興味本位で2018年5月31日の製品発表会へ行ってみると、シンプルな形の「テトリミノ」(ブロック)をモチーフとした作品に思わず目を奪われてしまった。
飛騨の木を用いたテトリス積木パズル。税抜3万5000円(Tetris(R)&(C)1985〜2018 Tetris Holding.・2018年5月31日撮影・以下同)
テトリス型の弁当箱まで
小さなころモノクロのゲームボーイで1度はテトリスをやった記憶がある人も少なくあるまい。いわゆる「落ちゲー」の祖であり、1984年に誕生してから現在に至るまで、広く人気を博す。そんな名作が、なぜ今回のような試みをするのだろう。

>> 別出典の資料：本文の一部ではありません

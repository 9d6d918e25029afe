//! Compiled code execution
//!
//! Runs the LIR of a `CompiledUnit` over a frame of `Slot`s. Guards that fail
//! and throws that need a handler leave through a `DeoptExit`; the engine
//! turns that into interpreter frames. Baseline units record feedback exactly
//! like the interpreter does.

use super::compiler::{CompiledUnit, Lir, SlotId};
use super::deopt::{DeoptExit, DeoptReason, ResumeAt};
use super::frame_state::Slot;
use super::tiering::Tier;
use crate::bytecode::{CompareOp, Intrinsic, UnaryOp};
use crate::engine::Engine;
use crate::error::Error;
use crate::runtime::{ops, Abrupt, Completion, Value};
use std::sync::Arc;

/// How a run of compiled code ended
#[derive(Debug)]
pub enum ExecOutcome {
    Return(Value),
    Deopt(DeoptExit),
}

/// What a loop back-edge safe point decided
#[derive(Debug)]
pub enum SafePointAction {
    Continue,
    /// Leave compiled code through the back-edge frame state
    Deoptimize,
    /// The rest of the invocation ran elsewhere (OSR) and returned this
    Return(Value),
}

#[inline]
fn tagged(slots: &[Slot], slot: SlotId) -> Value {
    slots[slot as usize].to_value()
}

#[inline]
fn int_of(slot: &Slot) -> i32 {
    match slot {
        Slot::Int(i) => *i,
        other => other.to_value().to_int32(),
    }
}

#[inline]
fn float_of(slot: &Slot) -> f64 {
    match slot {
        Slot::Float(f) => *f,
        Slot::Int(i) => *i as f64,
        Slot::Tagged(v) => v.to_number(),
    }
}

fn int_unary(op: UnaryOp, a: i32) -> Option<i32> {
    match op {
        UnaryOp::Neg if a == 0 => None,
        UnaryOp::Neg => a.checked_neg(),
        UnaryOp::Inc => a.checked_add(1),
        UnaryOp::Dec => a.checked_sub(1),
        UnaryOp::BitNot => Some(!a),
        UnaryOp::Not | UnaryOp::ToNumber => None,
    }
}

fn float_unary(op: UnaryOp, a: f64) -> f64 {
    match op {
        UnaryOp::Neg => -a,
        UnaryOp::Inc => a + 1.0,
        UnaryOp::Dec => a - 1.0,
        _ => a,
    }
}

fn number_compare(op: CompareOp, lhs: &Slot, rhs: &Slot) -> bool {
    if let (Slot::Int(a), Slot::Int(b)) = (lhs, rhs) {
        return match op {
            CompareOp::Lt => a < b,
            CompareOp::Le => a <= b,
            CompareOp::Gt => a > b,
            CompareOp::Ge => a >= b,
            CompareOp::Eq | CompareOp::StrictEq => a == b,
            CompareOp::Ne | CompareOp::StrictNe => a != b,
        };
    }
    let (a, b) = (float_of(lhs), float_of(rhs));
    match op {
        CompareOp::Lt => a < b,
        CompareOp::Le => a <= b,
        CompareOp::Gt => a > b,
        CompareOp::Ge => a >= b,
        CompareOp::Eq | CompareOp::StrictEq => a == b,
        CompareOp::Ne | CompareOp::StrictNe => a != b,
    }
}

一連の取り組みを主催したのは、長江一彌氏がひきいる「Product Japan」というプロジェクト。「Product Japan」は「MADE IN JAPAN」をコンセプトとし、日本のものづくりの価値を国内外にアピールしていくものだ。
みずからも焼き物の「瀬戸白磁」を製作している長江氏は、現在の日本のものづくりについて、後継者不足などから「疲弊の一途をたどっている」とし、
「それをこのまま見過ごしておいても先のものづくりはない」
と断言。そのうえで、「商品に新たな価値をつけていく」ことが必要だとし、そのために「Product Japan」を発足させたと説明した。
もともと、テトリスは旧ソ連のアレクセイ・パジトノフ氏が制作したコンピューターゲーム。その後ヘンク・ブラウアー・ロジャース氏などの力で日本を含めた世界各国へ広まり、世界的な大ヒットを記録した。
今回、「Product Japan」がテトリスに目をつけたのは、このブロックをデザインとして販売されている製品が世界に多数存在しているため。日本のものづくりとテトリスのデザインを融合させたいと考え、テトリスの権利関係を管理するマヤ・ロジャース氏(ヘンク・B・ロジャース氏の娘)に打診したところ、日本の高い技術を好感したうえ、工芸技術の継承にも理解を示し、コラボレーションに至ったとしている。
京都の竹で作った重箱。受注生産で、税抜10万円(Tetris(R)&(C)1985〜2018 Tetris Holding.)
展示されている工芸品には、岐阜県にある飛騨市の木材を利用した積木や、京都の竹を用いた重箱や弁当箱、愛知県瀬戸市の陶磁器、香川県丸亀市のうちわなど、多種多様な作品がある。中には10万円程度のものもあるが、安いものであれば越前和紙のポストカードが税抜480円で、手軽に買えるものも少なくない。
テトリスブロックの形をしている茨城の笠間焼。税抜1800円(Tetris(R)&(C)1985〜2018 Tetris Holding.)
これらの作品はGINZA SIX(東京都中央区)の5階にある「Artglorieux GALLERY OF TOKYO」で5月31日から6月6日まで販売・展示されている。7日以降は東京ミッドタウン(同港区)ガレリアの3階にある「THE COVER NIPPON」で常設販売される。